Friday, April 13, 2018

Thomas Jefferson's 275th Birthday



"I think this is the most extraordinary collection of talent, of human knowledge, that has ever been gathered together at the White House, with the possible exception of when Thomas Jefferson dined alone."

President John F. Kennedy
At a dinner honoring Nobel Prize winners of the Western Hemisphere
The White House
April 29, 1962

It was 275 years ago today that my favorite president, Thomas Jefferson, was born.

Jefferson was the primary author of the Declaration of Independence and may well have been the most brilliant of the Founding Fathers — but he probably draws mixed reviews today.

A product of colonial Virginia, Jefferson benefited from the work of slaves on several plantations. He also, as Fawn Brodie's 1974 biography of Jefferson, "An Intimate History," revealed, fathered children with Sally Hemings, a slave who was said to be the half–sister of Jefferson's deceased wife.

Critics of Jefferson contend that Jefferson's ownership of slaves is a clear contradiction of his assertion that "all men are created equal."

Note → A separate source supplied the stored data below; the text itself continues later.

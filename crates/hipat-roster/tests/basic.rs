use hipat_roster::prelude::*;
use hipat_storage::prelude::MemoryDatastore;
use hipat_submissions::prelude::{
    ClientContact, InMemorySubmissionStore, SubmissionStatus, SubmissionStore,
};
use hipat_tools::prelude::ToolId;
use hipat_types::prelude::MentorId;
use parking_lot::Mutex;
use std::sync::Arc;

struct Harness {
    roster: Arc<MemoryRoster>,
    submissions: Arc<InMemorySubmissionStore>,
    invites: Arc<RecordingInviteSender>,
    flow: PromotionFlow,
    mentor: MentorId,
}

#[derive(Default)]
struct RecordingInviteSender {
    sent: Mutex<Vec<String>>,
}

#[async_trait::async_trait]
impl InviteSender for RecordingInviteSender {
    async fn send(
        &self,
        _mentor: &MentorId,
        submission: &hipat_submissions::prelude::Submission,
    ) -> Result<(), RosterError> {
        self.sent.lock().push(submission.contact.email.clone());
        Ok(())
    }
}

fn harness() -> Harness {
    let datastore = MemoryDatastore::new();
    let roster = Arc::new(MemoryRoster::new(&datastore));
    let submissions = Arc::new(InMemorySubmissionStore::new());
    let invites = Arc::new(RecordingInviteSender::default());
    let flow = PromotionFlow::new(roster.clone(), submissions.clone(), invites.clone());
    Harness {
        roster,
        submissions,
        invites,
        flow,
        mentor: MentorId("m1".into()),
    }
}

async fn seed_submission(h: &Harness, name: Option<&str>, email: &str) -> hipat_submissions::prelude::Submission {
    h.submissions
        .create(
            &h.mentor,
            &ToolId("body-comp".into()),
            ClientContact {
                name: name.map(str::to_string),
                email: email.into(),
                phone: Some("+15550100".into()),
            },
            Default::default(),
        )
        .await
        .expect("seed submission")
}

#[tokio::test]
async fn promotion_without_invite_creates_named_client() {
    let h = harness();
    let submission = seed_submission(&h, None, "a@b.com").await;

    let outcome = h
        .flow
        .promote(
            &h.mentor,
            &submission.id,
            PromotionDecision {
                add_to_roster: true,
                send_invite: false,
            },
        )
        .await
        .expect("promote");

    let client = outcome.client.expect("client created");
    assert_eq!(client.name, "a");
    assert_eq!(client.email, "a@b.com");
    assert_eq!(client.source_submission, Some(submission.id.clone()));

    assert_eq!(outcome.submission.status, SubmissionStatus::Submitted);
    assert_eq!(outcome.submission.client_id, Some(client.id.clone()));
    assert!(outcome.submission.invited_at.is_none());
    assert!(h.invites.sent.lock().is_empty());

    let roster = h.roster.list(&h.mentor).await.unwrap();
    assert_eq!(roster.len(), 1);
}

#[tokio::test]
async fn promotion_with_invite_marks_invited_and_enqueues() {
    let h = harness();
    let submission = seed_submission(&h, Some("Jamie R"), "jamie@fit.example").await;

    let outcome = h
        .flow
        .promote(
            &h.mentor,
            &submission.id,
            PromotionDecision {
                add_to_roster: true,
                send_invite: true,
            },
        )
        .await
        .expect("promote");

    let client = outcome.client.expect("client created");
    assert_eq!(client.name, "Jamie R");
    assert_eq!(outcome.submission.status, SubmissionStatus::Invited);
    assert!(outcome.submission.invited_at.is_some());
    assert_eq!(h.invites.sent.lock().as_slice(), ["jamie@fit.example"]);
}

#[tokio::test]
async fn invite_only_promotion_creates_no_client() {
    let h = harness();
    let submission = seed_submission(&h, Some("Sam"), "sam@fit.example").await;

    let outcome = h
        .flow
        .promote(
            &h.mentor,
            &submission.id,
            PromotionDecision {
                add_to_roster: false,
                send_invite: true,
            },
        )
        .await
        .expect("promote");

    assert!(outcome.client.is_none());
    assert_eq!(outcome.submission.status, SubmissionStatus::Invited);
    assert!(outcome.submission.client_id.is_none());
    assert!(h.roster.list(&h.mentor).await.unwrap().is_empty());
}

#[tokio::test]
async fn promotion_refuses_missing_email() {
    let h = harness();
    let submission = seed_submission(&h, Some("Jamie"), "  ").await;

    let err = h
        .flow
        .promote(
            &h.mentor,
            &submission.id,
            PromotionDecision {
                add_to_roster: true,
                send_invite: false,
            },
        )
        .await
        .expect_err("missing email");
    assert_eq!(err.0.code.0, "SCHEMA.VALIDATION");
    assert!(h.roster.list(&h.mentor).await.unwrap().is_empty());
}

#[tokio::test]
async fn promotion_of_unknown_submission_is_not_found() {
    let h = harness();
    let err = h
        .flow
        .promote(
            &h.mentor,
            &hipat_submissions::prelude::SubmissionId("sub_missing".into()),
            PromotionDecision::default(),
        )
        .await
        .expect_err("not found");
    assert_eq!(err.0.code.0, "STORAGE.NOT_FOUND");
}

#[tokio::test]
async fn roster_is_isolated_per_mentor() {
    let h = harness();
    let submission = seed_submission(&h, Some("Jamie"), "jamie@fit.example").await;
    h.flow
        .promote(
            &h.mentor,
            &submission.id,
            PromotionDecision {
                add_to_roster: true,
                send_invite: false,
            },
        )
        .await
        .expect("promote");

    let other = MentorId("m2".into());
    assert!(h.roster.list(&other).await.unwrap().is_empty());
}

But to focus on that is to force Jefferson, in hindsight, to live according to standards that were in place nearly two centuries after the end of his presidency. Ironically, Jefferson might not be an especially popular candidate for president today. He was tall — 6 feet 2½ inches — and voters do tend to prefer tall presidential candidates, but he was perhaps a little too relaxed for many voters' tastes. Jefferson, a senator of the day remarked, "sits in a lounging manner on one hip, commonly." He wasn't a particularly finicky dresser, either. He paid little attention to fashion and preferred to dress in whatever was comfortable, resulting in frequent mixing of styles from different periods.

Most fair–minded historians prefer to focus on his advocacy of the principle of individual rights, his championing of religious freedom and tolerance and the Louisiana Purchase, which was made during Jefferson's first term as president and doubled the size of the United States.

Jefferson considered himself a Deist, and his thoughts on religious freedom stemmed from Virginia's laws that made it a crime "not to baptize infants in the Anglican church; dissenters were denied office, civil or military; children could be taken from their parents if the parents failed to profess the prescribed creeds," wrote Jon Meacham in "The Art of Power."

"Jefferson believed it unjust (and unwise) to use public funds to support an established church and to link civil rights to religious observance," Meacham wrote. "He said such a system led to 'spiritual tyranny.' In theological terms, according to notes he made on John Locke, Jefferson concurred with a Christian tradition that held the church should not depend on state–enforced compulsion."

As for the Louisiana Purchase, it is hard to imagine any acquisition by any country that has been as financially feasible. For about 3 cents an acre, the United States acquired all or part of Louisiana, Arkansas, Missouri, Iowa, Minnesota, North Dakota, South Dakota, Nebraska, Kansas, Oklahoma, Texas, New Mexico, Colorado, Wyoming and Montana.

Jefferson had authorized his negotiators to purchase only New Orleans and West Florida, but Napoleon, strapped for cash on the brink of war with Britain, offered the Louisiana Purchase. Jefferson had his doubts about the constitutionality of the deal but quickly agreed to it before Napoleon could change his mind.